Si chiama metagenomica l’approccio scientifico basato sull’uso di tecniche genomiche moderne per lo studio di comunità microbiotiche. Queste non vengono prelevate e coltivate in laboratorio ma, al contrario, vengono studiate direttamente nel loro ambiente naturale. Ad oggi è usata soprattutto negli ambienti acquatici e terricoli, ma non si esclude che in futuro si potrà applicare anche all’atmosfera.

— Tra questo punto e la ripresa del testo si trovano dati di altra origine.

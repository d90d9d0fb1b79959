use std::fmt;
use std::str::FromStr;

use anyhow::anyhow;
use serde::{Deserialize, Serialize};

use crate::task::Task;

#[derive(Debug, Clone, Copy, Default, PartialEq, Eq, Serialize, Deserialize)]
#[serde(rename_all = "lowercase")]
pub enum StatusFilter {
    #[default]
    All,
    Active,
    Completed,
}

impl StatusFilter {
    pub fn matches(self, task: &Task) -> bool {
        match self {
            Self::All => true,
            Self::Active => !task.completed,
            Self::Completed => task.completed,
        }
    }

    pub fn as_str(self) -> &'static str {
        match self {
            Self::All => "all",
            Self::Active => "active",
            Self::Completed => "completed",
        }
    }
}

impl fmt::Display for StatusFilter {
    fn fmt(&self, f: &mut fmt::Formatter<'_>) -> fmt::Result {
        f.write_str(self.as_str())
    }
}

impl FromStr for StatusFilter {
    type Err = anyhow::Error;

    fn from_str(s: &str) -> Result<Self, Self::Err> {
        match s.trim().to_ascii_lowercase().as_str() {
            "all" => Ok(Self::All),
            "active" | "open" | "pending" => Ok(Self::Active),
            "completed" | "done" => Ok(Self::Completed),
            other => Err(anyhow!(
                "unknown status filter: {other} (expected all, active or completed)"
            )),
        }
    }
}

/// Dashboard filter controls. Lives for one dashboard session only.
#[derive(Debug, Clone, Default, PartialEq, Eq)]
pub struct FilterState {
    pub status: StatusFilter,
    pub search_query: String,
}

impl FilterState {
    pub fn apply(&self, tasks: &[Task]) -> Vec<Task> {
        apply(tasks, self.status, &self.search_query)
    }
}

/// Derives the visible task list: status first, then a case-insensitive
/// substring match of `query` against the title. Relative order is kept and
/// the source slice is never touched.
pub fn apply(tasks: &[Task], status: StatusFilter, query: &str) -> Vec<Task> {
    let needle = query.to_lowercase();

    tasks
        .iter()
        .filter(|task| status.matches(task))
        .filter(|task| needle.is_empty() || task.title.to_lowercase().contains(&needle))
        .cloned()
        .collect()
}
use std::ffi::OsString;

#[tokio::main(flavor = "current_thread")]
async fn main() {
    let args: Vec<OsString> = std::env::args_os().collect();
    if let Err(err) = taskflow_core::run(args).await {
        eprintln!("error: {err:#}");
        std::process::exit(1);
    }
}
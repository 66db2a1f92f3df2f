//! Managed upload directory
//!
//! Uploads are first written to a hidden staging file inside the storage
//! directory and only moved onto their sanitized name once the catalog
//! record is written. A staging file that is never installed is removed
//! when its `StagedUpload` is dropped. Installing over an existing file
//! keeps the previous bytes aside until the caller settles the replacement,
//! so a catalog commit that fails can put them back.

use std::io;
use std::path::{Path, PathBuf};
use tokio::fs::File;
use tracing::{debug, warn};
use uuid::Uuid;

use super::filename::MAX_EXTENSION_LEN;

/// Handle to the directory that holds uploaded files
#[derive(Debug, Clone)]
pub struct UploadStorage {
    dir: PathBuf,
}

impl UploadStorage {
    pub fn new(dir: impl Into<PathBuf>) -> Self {
        Self { dir: dir.into() }
    }

    /// Final location of a file stored under `name` (already sanitized)
    pub fn path_for(&self, name: &str) -> PathBuf {
        self.dir.join(name)
    }

    /// Create an empty staging file for an upload that will be stored as
    /// `name`, returning its guard and a writable handle.
    ///
    /// The staging name is `.upload-<uuid>` plus the extension of `name`
    /// when that is short, so it stays well under the component limit
    /// whatever the length of `name`.
    pub async fn create_staged(&self, name: &str) -> io::Result<(StagedUpload, File)> {
        let path = self.hidden_path("upload", name);
        let file = File::create(&path).await?;
        debug!(path = %path.display(), "Created staging file");
        Ok((
            StagedUpload {
                path,
                persisted: false,
            },
            file,
        ))
    }

    /// Move `staged` onto its final name `name`.
    ///
    /// A file already stored under `name` is renamed aside first; the
    /// returned [`StoredReplacement`] either [`keep`](StoredReplacement::keep)s
    /// the new bytes or [`revert`](StoredReplacement::revert)s to the old ones.
    pub async fn install(&self, staged: StagedUpload, name: &str) -> io::Result<StoredReplacement> {
        let target = self.path_for(name);

        let backup = match tokio::fs::metadata(&target).await {
            Ok(_) => {
                let backup = self.hidden_path("replaced", name);
                tokio::fs::rename(&target, &backup).await?;
                Some(backup)
            }
            Err(e) if e.kind() == io::ErrorKind::NotFound => None,
            Err(e) => return Err(e),
        };

        if let Err(e) = staged.persist(&target).await {
            if let Some(ref backup) = backup {
                if let Err(restore) = tokio::fs::rename(backup, &target).await {
                    warn!(
                        path = %target.display(),
                        error = %restore,
                        "Failed to restore previous file after install error"
                    );
                }
            }
            return Err(e);
        }

        debug!(path = %target.display(), replaced = backup.is_some(), "Installed upload");
        Ok(StoredReplacement {
            target,
            backup,
            settled: false,
        })
    }

    /// Open a stored file for reading
    pub async fn open(&self, name: &str) -> io::Result<File> {
        File::open(self.path_for(name)).await
    }

    fn hidden_path(&self, kind: &str, name: &str) -> PathBuf {
        let extension = Path::new(name)
            .extension()
            .and_then(|ext| ext.to_str())
            .filter(|ext| ext.len() <= MAX_EXTENSION_LEN);
        let file_name = match extension {
            Some(ext) => format!(".{}-{}.{}", kind, Uuid::new_v4(), ext),
            None => format!(".{}-{}", kind, Uuid::new_v4()),
        };
        self.dir.join(file_name)
    }
}

/// A staged upload awaiting its final name
#[derive(Debug)]
pub struct StagedUpload {
    path: PathBuf,
    persisted: bool,
}

impl StagedUpload {
    pub fn path(&self) -> &Path {
        &self.path
    }

    /// Atomically move the staged bytes onto `target`, replacing any existing file
    pub async fn persist(mut self, target: &Path) -> io::Result<()> {
        tokio::fs::rename(&self.path, target).await?;
        self.persisted = true;
        Ok(())
    }
}

impl Drop for StagedUpload {
    fn drop(&mut self) {
        if self.persisted {
            return;
        }
        remove_quietly(&self.path, "staging file");
    }
}

/// An installed upload that has not yet been kept or reverted.
///
/// Dropping it unsettled reverts.
#[derive(Debug)]
pub struct StoredReplacement {
    target: PathBuf,
    backup: Option<PathBuf>,
    settled: bool,
}

impl StoredReplacement {
    /// Accept the new file and discard the previous one
    pub fn keep(mut self) {
        self.settled = true;
        if let Some(ref backup) = self.backup {
            remove_quietly(backup, "replaced file");
        }
    }

    /// Remove the new file and restore the previous one, if there was one
    pub fn revert(mut self) -> io::Result<()> {
        self.settled = true;
        self.restore()
    }

    fn restore(&self) -> io::Result<()> {
        match &self.backup {
            Some(backup) => std::fs::rename(backup, &self.target)?,
            None => match std::fs::remove_file(&self.target) {
                Ok(()) => {}
                Err(e) if e.kind() == io::ErrorKind::NotFound => {}
                Err(e) => return Err(e),
            },
        }
        debug!(path = %self.target.display(), "Reverted installed upload");
        Ok(())
    }
}

impl Drop for StoredReplacement {
    fn drop(&mut self) {
        if self.settled {
            return;
        }
        if let Err(e) = self.restore() {
            warn!(path = %self.target.display(), error = %e, "Failed to revert installed upload");
        }
    }
}

fn remove_quietly(path: &Path, what: &str) {
    match std::fs::remove_file(path) {
        Ok(()) => debug!(path = %path.display(), "Removed {}", what),
        Err(e) if e.kind() == io::ErrorKind::NotFound => {}
        Err(e) => warn!(path = %path.display(), error = %e, "Failed to remove {}", what),
    }
}
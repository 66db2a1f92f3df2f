//! Database access layer for audiocat-api

pub mod catalog;

pub use audiocat_common::db::{init_database, AudioFileRecord};
pub use catalog::{insert_record, list_durations, load_record_by_name, upsert_record};
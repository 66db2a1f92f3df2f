//! Catalog listing with optional duration filter

use axum::{
    extract::{Path, Query, State},
    Json,
};
use serde::Deserialize;
use std::collections::BTreeMap;

use super::segment_value;
use crate::db::catalog;
use crate::error::{ApiError, ApiResult};
use crate::AppState;

/// `name -> duration` for every listed file
pub type DurationMap = BTreeMap<String, f64>;

/// Query parameters for GET /list
#[derive(Debug, Deserialize)]
pub struct ListQuery {
    pub maxduration: Option<String>,
}

/// GET /list, GET /list?maxduration=<x>
pub async fn list_files(
    State(state): State<AppState>,
    Query(query): Query<ListQuery>,
) -> ApiResult<Json<DurationMap>> {
    let max_duration = match query.maxduration.as_deref() {
        Some(raw) => parse_max_duration(raw)?,
        None => f64::INFINITY,
    };
    list_below(&state, max_duration).await
}

/// GET /list/maxduration=<x>
pub async fn list_files_filtered(
    State(state): State<AppState>,
    Path(segment): Path<String>,
) -> ApiResult<Json<DurationMap>> {
    let max_duration = parse_max_duration(segment_value(&segment, "maxduration")?)?;
    list_below(&state, max_duration).await
}

async fn list_below(state: &AppState, max_duration: f64) -> ApiResult<Json<DurationMap>> {
    let rows = catalog::list_durations(&state.db, max_duration).await?;
    Ok(Json(rows.into_iter().collect()))
}

/// Parse a duration bound in seconds. `inf` is accepted, NaN is not.
fn parse_max_duration(raw: &str) -> ApiResult<f64> {
    match raw.trim().parse::<f64>() {
        Ok(value) if !value.is_nan() => Ok(value),
        _ => Err(ApiError::BadRequest(format!("maxduration must be a number, got '{}'", raw))),
    }
}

La metagenomica è nata grazie a Carl Woese e Norman Pace nel 1981 e si è fin da subito rivolta a tutti gli organismi di difficile coltivazione, per diverse cause. Il termine “metagenomica” è stato usato per la prima volta, però, quasi vent’anni dopo da Jo Handlesman, Jon Clardy, Robert M. Goodman e Sean F. Brady in una pubblicazione specifica. “Metagenoma” si riferisce al concetto di una collezione di geni sequenziati dall’ambiente, che può essere studiata allo stesso modo in cui è studiato un singolo genoma.
Metagenomica: come funziona
Tecnicamente, si definisce “metagenomica” lo studio di sequenze di almeno cento milioni di coppie di basi di DNA a partire da un campione ambientale. Questa analisi è molto utile nel caso di organismi difficili o impossibili da coltivare in laboratorio: ad oggi, le aspettative in merito all’applicazione di questo approccio sono molto alte. Grazie alla metagenomica, infatti, sono state scoperte novità molto interessanti in merito alle comunità inquinanti dell’ambiente, nonché novità sul ruolo del microbiota umano.

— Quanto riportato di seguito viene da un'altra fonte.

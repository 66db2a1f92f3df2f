//! File download

use axum::{
    body::Body,
    extract::{Path, State},
    http::header,
    response::{IntoResponse, Response},
};
use std::io;
use tokio_util::io::ReaderStream;
use tracing::{error, info};

use super::segment_value;
use crate::db::catalog;
use crate::error::{ApiError, ApiResult};
use crate::AppState;

/// GET /download/name=<filename>
///
/// Streams the stored bytes of a catalogued file. A catalog entry whose file
/// has gone missing from storage is reported as a server error.
pub async fn download_file(
    State(state): State<AppState>,
    Path(segment): Path<String>,
) -> ApiResult<Response> {
    let name = segment_value(&segment, "name")?;

    let record = catalog::load_record_by_name(&state.db, name)
        .await?
        .ok_or_else(|| ApiError::NotFound(name.to_string()))?;

    let path = state.storage.path_for(&record.name);
    let file = state.storage.open(&record.name).await.map_err(|e| {
        if e.kind() == io::ErrorKind::NotFound {
            error!(file = %record.name, path = %path.display(), "Catalogued file missing from storage");
        }
        ApiError::StorageRead(format!("{}: {}", record.name, e))
    })?;

    let length = file
        .metadata()
        .await
        .map_err(|e| ApiError::StorageRead(format!("{}: {}", record.name, e)))?
        .len();

    let content_type = infer::get_from_path(&path)
        .ok()
        .flatten()
        .map(|kind| kind.mime_type())
        .unwrap_or("application/octet-stream");

    info!(file = %record.name, size = length, "Serving download");

    let body = Body::from_stream(ReaderStream::new(file));
    Ok((
        [
            (header::CONTENT_TYPE, content_type.to_string()),
            (header::CONTENT_LENGTH, length.to_string()),
        ],
        body,
    )
        .into_response())
}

Innanzitutto, la prima fase è il pre-sequenziamento. Qui, si deve valutare la complessità della comunità microbica da studiare: si definiscono gli obiettivi in merito anche agli strumenti che si hanno. Successivamente, si passa al campionamento: qui si deve preservare la qualità del DNA raccolto. Il terzo step è quello del sequenziamento, quando effettivamente si producono le sequenze di DNA. Ci sono diverse metodiche con cui si può eseguire questo terzo livello: si può scegliere la metodica di Sanger o, secondo le ultime novità, la tecnica di next generation sequencing, dai costi meno elevati.
Dal sequenziamento si ottengono le reads, i prodotti del lavoro. Queste vengono poi riassemblate come in un puzzle: dalla loro unione, si ottengono catene lunghe dette conting, a loro volta riunite in sequenze ancora più grandi, le scaffold. L’obiettivo finale è quello di unire tutte le scaffold fino ad avere un assembly, che altro non è se non un genoma completo. L’ultimo step è quello dell’annotazione: si cerca di capire l’esatta funzione di ogni sequenza assemblata.

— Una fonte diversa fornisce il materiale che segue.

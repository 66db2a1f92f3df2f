//! Shared helpers for audiocat-api integration tests

#![allow(dead_code)]

use audiocat_api::{build_router, AppState};
use audiocat_common::config::DuplicatePolicy;
use audiocat_common::db::init_database;
use axum::{
    body::Body,
    http::{header, Request},
    Router,
};
use serde_json::Value;
use sqlx::SqlitePool;
use std::io::Cursor;
use std::path::PathBuf;
use tempfile::TempDir;

pub const BOUNDARY: &str = "audiocat-test-boundary";

/// Router plus the resources behind it. `_dir` must outlive the test.
pub struct TestApp {
    pub _dir: TempDir,
    pub app: Router,
    pub pool: SqlitePool,
    pub storage_dir: PathBuf,
}

impl TestApp {
    /// Names of all files currently in the storage directory, sorted
    pub fn stored_files(&self) -> Vec<String> {
        let mut names: Vec<String> = std::fs::read_dir(&self.storage_dir)
            .unwrap()
            .map(|entry| entry.unwrap().file_name().to_string_lossy().to_string())
            .collect();
        names.sort();
        names
    }

    pub async fn record_count(&self) -> i64 {
        sqlx::query_scalar("SELECT COUNT(*) FROM audio_files")
            .fetch_one(&self.pool)
            .await
            .unwrap()
    }
}

pub async fn setup_app(policy: DuplicatePolicy) -> TestApp {
    setup_app_with_limit(policy, None).await
}

pub async fn setup_app_with_limit(policy: DuplicatePolicy, max_upload_bytes: Option<usize>) -> TestApp {
    let dir = TempDir::new().unwrap();
    let storage_dir = dir.path().join("uploads");
    std::fs::create_dir_all(&storage_dir).unwrap();

    let pool = init_database(&dir.path().join("audiocat.db"))
        .await
        .expect("Should initialize test database");

    let mut state = AppState::new(pool.clone(), storage_dir.clone(), policy);
    if let Some(limit) = max_upload_bytes {
        state = state.with_max_upload_bytes(limit);
    }

    TestApp {
        _dir: dir,
        app: build_router(state),
        pool,
        storage_dir,
    }
}

/// Mono 16-bit PCM WAV lasting `samples / sample_rate` seconds
pub fn wav_bytes(sample_rate: u32, samples: u32) -> Vec<u8> {
    let spec = hound::WavSpec {
        channels: 1,
        sample_rate,
        bits_per_sample: 16,
        sample_format: hound::SampleFormat::Int,
    };
    let mut cursor = Cursor::new(Vec::new());
    {
        let mut writer = hound::WavWriter::new(&mut cursor, spec).unwrap();
        for i in 0..samples {
            writer.write_sample(((i % 100) as i16 - 50) * 200).unwrap();
        }
        writer.finalize().unwrap();
    }
    cursor.into_inner()
}

/// WAV of `seconds` length at 8 kHz
pub fn wav_seconds(seconds: u32) -> Vec<u8> {
    wav_bytes(8000, 8000 * seconds)
}

/// Multipart request with a single file part
pub fn upload_request(method: &str, field: &str, filename: &str, content: &[u8]) -> Request<Body> {
    let mut body = Vec::new();
    body.extend_from_slice(format!("--{}\r\n", BOUNDARY).as_bytes());
    body.extend_from_slice(
        format!(
            "Content-Disposition: form-data; name=\"{}\"; filename=\"{}\"\r\n",
            field, filename
        )
        .as_bytes(),
    );
    body.extend_from_slice(b"Content-Type: application/octet-stream\r\n\r\n");
    body.extend_from_slice(content);
    body.extend_from_slice(format!("\r\n--{}--\r\n", BOUNDARY).as_bytes());

    Request::builder()
        .method(method)
        .uri("/upload")
        .header(
            header::CONTENT_TYPE,
            format!("multipart/form-data; boundary={}", BOUNDARY),
        )
        .body(Body::from(body))
        .unwrap()
}

pub fn get_request(uri: &str) -> Request<Body> {
    Request::builder()
        .method("GET")
        .uri(uri)
        .body(Body::empty())
        .unwrap()
}

pub async fn body_bytes(body: Body) -> Vec<u8> {
    axum::body::to_bytes(body, usize::MAX)
        .await
        .expect("Should read body")
        .to_vec()
}

pub async fn body_text(body: Body) -> String {
    String::from_utf8(body_bytes(body).await).expect("Body should be UTF-8")
}

pub async fn extract_json(body: Body) -> Value {
    serde_json::from_slice(&body_bytes(body).await).expect("Should parse JSON")
}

Metagenomica: ambienti e obiettivi
La metagenomica viene usata in diversi ambiti della scienza. Innanzitutto, si adopera negli ambienti acquatici: questi rappresentano un complesso insieme di comunità microbiche. Queste, grazie alla metagenomica, possono essere studiate senza la necessità di dover coltivare ogni singola specie in laboratorio. Un esito di questa tecnica negli ambienti acquatici è la scoperta che l’ampio uso di antibiotici ha portato alla nascita di batteri resistenti agli stessi antibiotici.
Un altro settore in cui viene usata la metagenomica è lo studio del microbiota umano. Un ostacolo alla tradizionale coltura in vitro è la complessa struttura organizzativa delle comunità microbiche, così come la grande mole di dati da gestire. Con la metagenomica, si è scoperta la centralità del microbioma nella salute dell’uomo e, soprattutto, nella sua interazione con i farmaci.